Insightful thoughts and/or rants from atop the soapbox from one who wishes to share the "right" opinion with everyone.

Saturday, October 29, 2011

Who's Afraid of Ghosts?


A Seemingly Benign Ghost









Afraid of Ghosts? Sissy!


Superhuman and other-worldly entities are not exactly rare; in fact, they are the stuff of legend. From the Bogey Monster under the bed to Casper the Friendly Ghost, parents use not-so-human phantasms to keep children in line. Of course, there IS the Tooth Fairy, the Easter Bunny and such, but the stories that I cannot erase from my too-fertile imagination are usually ghostly apparitions, and they did a fine job of either scaring or entertaining (if the lights were on) me for years. But then...there was supposedly the ultimate real-life-not-fiction ghost: one that could, in reality, send a person to the hospital, consume him or her with fire and lead to (probably) an untimely death if one was not careful enough. Such is the Bhut Jolokia chili pepper, a.k.a. the "ghost pepper," purportedly the hottest thing this side of Dante's imagination. But until today, it was merely the stuff of monsters-under-the-bed late night stories.
Peppers are rated by something called the Scoville Heat Unit, and there is definitely a low end and a high end to the scale. Included, of course, are some familiar names: jalapeno and habanero. These are more than thermal-like for most people, but for the truly hardy or foolish, there is the ghost pepper. At 400 times hotter than a jalapeno pepper and four times hotter than a habanero, this is the "seven-layers-of-hell-rolled-into-one" granddaddy of all hot peppers.
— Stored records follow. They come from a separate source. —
//! Tools the model can invoke during an interaction.
//!
//! Both tools wrap the same desktop session: `computer` takes the tagged
//! `action` argument shape and `bash` takes a bare command string.

use std::sync::Arc;

use async_trait::async_trait;
use serde::Deserialize;
use serde_json::Value;

use crate::action::ActionRequest;
use crate::content::ContentBlock;
use crate::desktop::{DesktopSession, DISPLAY_HEIGHT, DISPLAY_NUMBER, DISPLAY_WIDTH};
use crate::dispatch;
use crate::error::{DeskpilotError, Result};
use crate::llm::ToolSpec;

pub const COMPUTER_TOOL_NAME: &str = "computer";
pub const BASH_TOOL_NAME: &str = "bash";

/// A tool the model can call by name with JSON arguments.
#[async_trait]
pub trait Tool: Send + Sync {
    fn name(&self) -> &'static str;

    /// Wire declaration sent to the provider.
    fn spec(&self) -> ToolSpec;

    async fn call(&self, args: &Value) -> Result<ContentBlock>;
}

/// Screenshots, pointer, keyboard, and shell access on the remote desktop.
pub struct ComputerTool {
    session: Arc<dyn DesktopSession>,
}

impl ComputerTool {
    pub fn new(session: Arc<dyn DesktopSession>) -> Self {
        Self { session }
    }
}

#[async_trait]
impl Tool for ComputerTool {
    fn name(&self) -> &'static str {
        COMPUTER_TOOL_NAME
    }

    fn spec(&self) -> ToolSpec {
        ToolSpec::computer(DISPLAY_WIDTH, DISPLAY_HEIGHT, DISPLAY_NUMBER)
    }

    async fn call(&self, args: &Value) -> Result<ContentBlock> {
        let action = ActionRequest::from_args(args)?;
        let result = dispatch::execute(&action, self.session.as_ref()).await?;
        Ok(result.into())
    }
}

#[derive(Deserialize)]
struct BashArgs {
    command: String,
}

/// Shell commands on the remote desktop, outside the `action` shape.
pub struct BashTool {
    session: Arc<dyn DesktopSession>,
}

impl BashTool {
    pub fn new(session: Arc<dyn DesktopSession>) -> Self {
        Self { session }
    }
}

#[async_trait]
impl Tool for BashTool {
    fn name(&self) -> &'static str {
        BASH_TOOL_NAME
    }

    fn spec(&self) -> ToolSpec {
        ToolSpec::bash()
    }

    async fn call(&self, args: &Value) -> Result<ContentBlock> {
        let args: BashArgs = serde_json::from_value(args.clone()).map_err(|e| {
            DeskpilotError::InvalidToolArguments {
                tool_name: BASH_TOOL_NAME.to_string(),
                reason: e.to_string(),
            }
        })?;
        let output = dispatch::run_shell(self.session.as_ref(), &args.command).await;
        Ok(ContentBlock::text(output))
    }
}
//! Remote desktop session interface.

pub mod remote;

pub use remote::RemoteDesktop;

use async_trait::async_trait;
use serde::{Deserialize, Serialize};

use crate::action::{Point, ScrollDirection};
use crate::error::Result;

/// Virtual display geometry advertised to the model.
pub const DISPLAY_WIDTH: u32 = 1024;
pub const DISPLAY_HEIGHT: u32 = 768;
pub const DISPLAY_NUMBER: u32 = 1;

/// Captured output of a completed remote shell command.
#[derive(Debug, Clone, Default, PartialEq, Eq, Serialize, Deserialize)]
pub struct ShellOutput {
    #[serde(default)]
    pub stdout: String,
    #[serde(default)]
    pub stderr: String,
    #[serde(default)]
    pub exit_code: i32,
}

/// Automation primitives of one live remote desktop and shell.
///
/// Implementations resolve the underlying session lazily, so any
/// primitive may fail with a session-resolution error on first use.
/// `destroy` must work without a prior resolution.
#[async_trait]
pub trait DesktopSession: Send + Sync {
    /// Identifier the session is addressed by.
    fn id(&self) -> &str;

    /// Captures the current screen as PNG bytes.
    async fn capture(&self) -> Result<Vec<u8>>;

    async fn move_pointer(&self, x: i32, y: i32) -> Result<()>;
    async fn left_click(&self) -> Result<()>;
    async fn double_click(&self) -> Result<()>;
    async fn right_click(&self) -> Result<()>;
    async fn drag(&self, from: Point, to: Point) -> Result<()>;
    async fn type_text(&self, text: &str) -> Result<()>;

    /// Presses a single key by its backend name.
    async fn press_key(&self, key: &str) -> Result<()>;

    async fn scroll(&self, direction: ScrollDirection, amount: u32) -> Result<()>;

    /// Runs a shell command to completion and captures its output.
    async fn run_command(&self, command: &str) -> Result<ShellOutput>;

    /// Tears the remote session down.
    async fn destroy(&self) -> Result<()>;
}

/// Connection settings for the desktop backend.
#[derive(Debug, Clone, Serialize, Deserialize)]
pub struct DesktopConfig {
    #[serde(default = "default_base_url")]
    pub base_url: String,
    /// Bearer token, sent when present.
    #[serde(default)]
    pub api_key: Option<String>,
    #[serde(default = "default_timeout_secs")]
    pub timeout_secs: u64,
}

impl Default for DesktopConfig {
    fn default() -> Self {
        Self {
            base_url: default_base_url(),
            api_key: None,
            timeout_secs: default_timeout_secs(),
        }
    }
}

fn default_base_url() -> String {
    "http://localhost:8333".to_string()
}

fn default_timeout_secs() -> u64 {
    60
}
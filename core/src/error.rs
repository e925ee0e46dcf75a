//! Structured error types for deskpilot
//!
//! Provides type-safe error handling with rich context for debugging,
//! retry classification, and client-facing messages.

use std::time::Duration;
use thiserror::Error;

/// Primary error type for deskpilot operations
#[derive(Error, Debug)]
pub enum DeskpilotError {
    // =========================================================================
    // Action Validation Errors
    // =========================================================================
    /// Action arguments are missing a required field or carry a bad value
    #[error("invalid {action} action: {detail}")]
    InvalidAction { action: String, detail: String },

    /// Action kind the dispatcher does not know
    #[error("unsupported action: {action}")]
    UnsupportedAction { action: String },

    /// Tool called with arguments that do not match its schema
    #[error("invalid arguments for tool {tool_name}: {reason}")]
    InvalidToolArguments { tool_name: String, reason: String },

    /// Tool name the orchestrator has no handler for
    #[error("tool not found: {tool_name}")]
    ToolNotFound { tool_name: String },

    // =========================================================================
    // Remote Desktop / Session Errors
    // =========================================================================
    /// Session could not be resolved on the backend
    #[error("session {session_id} unavailable: {reason}")]
    SessionUnavailable { session_id: String, reason: String },

    /// Backend answered an automation request with an error status
    #[error("desktop backend error: {status} - {message}")]
    DesktopBackend { status: u16, message: String },

    /// Automation request never reached the backend
    #[error("desktop request failed: {message}")]
    DesktopRequest { message: String },

    // =========================================================================
    // Model Provider Errors
    // =========================================================================
    /// Authentication/authorization errors
    #[error("unauthorized: {message}")]
    Unauthorized { message: String },

    /// Provider returned an error status
    #[error("provider error: {status} - {message}")]
    Provider { status: u16, message: String },

    /// Error event delivered inside an otherwise healthy stream
    #[error("provider stream error: {kind}: {message}")]
    ApiError { kind: String, message: String },

    /// Stream cut off mid-response
    #[error("stream disconnected: {reason}")]
    StreamDisconnected { reason: String },

    /// Provider payload that does not parse as the wire shape
    #[error("malformed model response: {detail}")]
    MalformedResponse { detail: String },

    // =========================================================================
    // Orchestration Errors
    // =========================================================================
    /// Interaction cancelled from the outside
    #[error("{reason}")]
    Aborted { reason: String },

    /// Interaction ran past its wall-clock budget
    #[error("interaction timed out after {seconds}s")]
    Deadline { seconds: u64 },

    /// Model kept requesting tools past the turn budget
    #[error("turn limit reached (max {max_turns})")]
    TurnLimitReached { max_turns: u32 },

    // =========================================================================
    // Configuration Errors
    // =========================================================================
    /// Invalid configuration value
    #[error("invalid configuration: {message}")]
    InvalidConfig { message: String },

    /// Required configuration key absent
    #[error("missing configuration: {key}")]
    MissingConfig { key: String },

    // =========================================================================
    // Internal Errors
    // =========================================================================
    /// Catch-all for unexpected internal failures
    #[error("internal error: {message}")]
    Internal { message: String },

    // =========================================================================
    // External Library Errors (wrapped)
    // =========================================================================
    #[error("IO error: {0}")]
    Io(#[from] std::io::Error),

    #[error("JSON error: {0}")]
    Json(String),

    #[error("HTTP error: {0}")]
    Http(String),
}

impl DeskpilotError {
    /// Whether retrying the same operation could plausibly succeed
    pub fn is_retryable(&self) -> bool {
        match self {
            DeskpilotError::Provider { status, .. } => {
                matches!(status, 429 | 500 | 502 | 503 | 504)
            }
            DeskpilotError::DesktopBackend { status, .. } => {
                matches!(status, 429 | 500 | 502 | 503 | 504)
            }
            DeskpilotError::ApiError { kind, .. } => {
                matches!(kind.as_str(), "overloaded_error" | "api_error")
            }
            DeskpilotError::StreamDisconnected { .. } => true,
            DeskpilotError::DesktopRequest { .. } => true,
            DeskpilotError::Io(e) => matches!(
                e.kind(),
                std::io::ErrorKind::Interrupted
                    | std::io::ErrorKind::WouldBlock
                    | std::io::ErrorKind::TimedOut
            ),
            _ => false,
        }
    }

    /// Suggested delay before a retry, for errors where one makes sense
    pub fn retry_delay(&self) -> Option<Duration> {
        match self {
            DeskpilotError::Provider { status: 429, .. } => Some(Duration::from_secs(5)),
            DeskpilotError::Provider { .. } if self.is_retryable() => Some(Duration::from_secs(2)),
            DeskpilotError::ApiError { .. } if self.is_retryable() => Some(Duration::from_secs(2)),
            DeskpilotError::StreamDisconnected { .. } => Some(Duration::from_secs(1)),
            DeskpilotError::DesktopRequest { .. } => Some(Duration::from_secs(2)),
            _ => None,
        }
    }

    /// True for errors scoped to a single tool call. These go back to the
    /// model as a failed tool result instead of ending the interaction.
    pub fn is_action_validation(&self) -> bool {
        matches!(
            self,
            DeskpilotError::InvalidAction { .. }
                | DeskpilotError::UnsupportedAction { .. }
                | DeskpilotError::InvalidToolArguments { .. }
        )
    }

    /// Short stable identifier for the wire protocol's error events
    pub fn code(&self) -> &'static str {
        match self {
            DeskpilotError::InvalidAction { .. } => "invalid_action",
            DeskpilotError::UnsupportedAction { .. } => "unsupported_action",
            DeskpilotError::InvalidToolArguments { .. } => "invalid_tool_arguments",
            DeskpilotError::ToolNotFound { .. } => "tool_not_found",
            DeskpilotError::SessionUnavailable { .. } => "session_unavailable",
            DeskpilotError::DesktopBackend { .. } | DeskpilotError::DesktopRequest { .. } => {
                "desktop_error"
            }
            DeskpilotError::Unauthorized { .. } => "unauthorized",
            DeskpilotError::Provider { .. }
            | DeskpilotError::ApiError { .. }
            | DeskpilotError::StreamDisconnected { .. }
            | DeskpilotError::MalformedResponse { .. } => "provider_error",
            DeskpilotError::Aborted { .. } => "aborted",
            DeskpilotError::Deadline { .. } => "deadline",
            DeskpilotError::TurnLimitReached { .. } => "turn_limit",
            DeskpilotError::InvalidConfig { .. } | DeskpilotError::MissingConfig { .. } => {
                "config_error"
            }
            _ => "internal_error",
        }
    }

    /// Message safe to surface to a client. Validation errors keep their
    /// detail so the caller can correct the request; orchestration-level
    /// failures collapse to a generic message and stay in the logs.
    pub fn user_message(&self) -> String {
        match self {
            DeskpilotError::InvalidAction { .. }
            | DeskpilotError::UnsupportedAction { .. }
            | DeskpilotError::InvalidToolArguments { .. } => self.to_string(),
            DeskpilotError::Unauthorized { .. } => {
                "Authentication failed. Check your API key.".to_string()
            }
            DeskpilotError::MissingConfig { key } => {
                format!("Missing configuration: {key}")
            }
            DeskpilotError::Aborted { reason } => reason.clone(),
            DeskpilotError::Deadline { .. } => {
                "The interaction exceeded its time limit.".to_string()
            }
            _ => "Internal server error".to_string(),
        }
    }
}

impl From<anyhow::Error> for DeskpilotError {
    fn from(err: anyhow::Error) -> Self {
        if let Some(io_err) = err.downcast_ref::<std::io::Error>() {
            return DeskpilotError::Io(std::io::Error::new(io_err.kind(), err.to_string()));
        }
        DeskpilotError::Internal {
            message: err.to_string(),
        }
    }
}

impl From<serde_json::Error> for DeskpilotError {
    fn from(err: serde_json::Error) -> Self {
        DeskpilotError::Json(err.to_string())
    }
}

impl From<reqwest::Error> for DeskpilotError {
    fn from(err: reqwest::Error) -> Self {
        DeskpilotError::Http(err.to_string())
    }
}

/// Convenience Result alias
pub type Result<T> = std::result::Result<T, DeskpilotError>;

/// Extension trait for Option -> Result conversions
pub trait OptionExt<T> {
    fn ok_or_missing(self, key: &str) -> Result<T>;
}

impl<T> OptionExt<T> for Option<T> {
    fn ok_or_missing(self, key: &str) -> Result<T> {
        self.ok_or_else(|| DeskpilotError::MissingConfig {
            key: key.to_string(),
        })
    }
}

#[cfg(test)]
mod tests {
    use super::*;

    #[test]
    fn test_retryable_errors() {
        let rate_limited = DeskpilotError::Provider {
            status: 429,
            message: "slow down".to_string(),
        };
        assert!(rate_limited.is_retryable());
        assert_eq!(rate_limited.retry_delay(), Some(Duration::from_secs(5)));

        let overloaded = DeskpilotError::ApiError {
            kind: "overloaded_error".to_string(),
            message: "busy".to_string(),
        };
        assert!(overloaded.is_retryable());

        let bad_request = DeskpilotError::Provider {
            status: 400,
            message: "bad request".to_string(),
        };
        assert!(!bad_request.is_retryable());
        assert_eq!(bad_request.retry_delay(), None);

        let validation = DeskpilotError::InvalidAction {
            action: "left_click".to_string(),
            detail: "missing field `coordinate`".to_string(),
        };
        assert!(!validation.is_retryable());
    }

    #[test]
    fn test_action_validation_scope() {
        assert!(DeskpilotError::UnsupportedAction {
            action: "fly".to_string()
        }
        .is_action_validation());
        assert!(DeskpilotError::InvalidToolArguments {
            tool_name: "bash".to_string(),
            reason: "missing field `command`".to_string(),
        }
        .is_action_validation());
        assert!(!DeskpilotError::DesktopRequest {
            message: "connection refused".to_string()
        }
        .is_action_validation());
        assert!(!DeskpilotError::ToolNotFound {
            tool_name: "browser".to_string()
        }
        .is_action_validation());
    }

    #[test]
    fn test_user_messages_mask_internals() {
        let provider = DeskpilotError::Provider {
            status: 500,
            message: "upstream exploded with a stack trace".to_string(),
        };
        assert_eq!(provider.user_message(), "Internal server error");

        let validation = DeskpilotError::InvalidAction {
            action: "scroll".to_string(),
            detail: "invalid value: integer `0`".to_string(),
        };
        assert!(validation.user_message().contains("scroll"));

        let aborted = DeskpilotError::Aborted {
            reason: "User aborted".to_string(),
        };
        assert_eq!(aborted.user_message(), "User aborted");
    }

    #[test]
    fn test_error_codes() {
        assert_eq!(
            DeskpilotError::Deadline { seconds: 300 }.code(),
            "deadline"
        );
        assert_eq!(
            DeskpilotError::StreamDisconnected {
                reason: "eof".to_string()
            }
            .code(),
            "provider_error"
        );
    }

    #[test]
    fn test_option_ext() {
        let missing: Option<String> = None;
        let err = missing.ok_or_missing("model.api_key").unwrap_err();
        assert!(matches!(err, DeskpilotError::MissingConfig { .. }));
        assert_eq!(err.user_message(), "Missing configuration: model.api_key");

        let present = Some(7u32);
        assert_eq!(present.ok_or_missing("x").unwrap(), 7);
    }
}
On a Scoville scale in which most peppers reach 500 or so, this baby is rated at over 1 MILLION units of heat...and I have one.
Somebody at the local farmer's market was selling peppers today; I like spicy food but watched in amazement as an individual bought a 5-gallon bucket full of habanero peppers and a few of the ghost peppers as well. His reasoning for the purchase (though not the volume, I suspect)? Some guys in his Sunday School class thought they were tough enough to eat them. Well, there's a lesson coming up about hellfire and brimstone, I can imagine.
As much as I wanted to walk away a wiser person, I could not help buying one of the hottest peppers known to man. Whether or not I will eat it remains to be seen. Perhaps I can invite the neighbors over for dinner; they just sold their house and are moving anyway.
How much can it hurt?
Really.

1 Comments:

At 10:29 PM, Anonymous Anonymous said...

double dare you. and then you can write about it. so i can live vicariously through your suffering.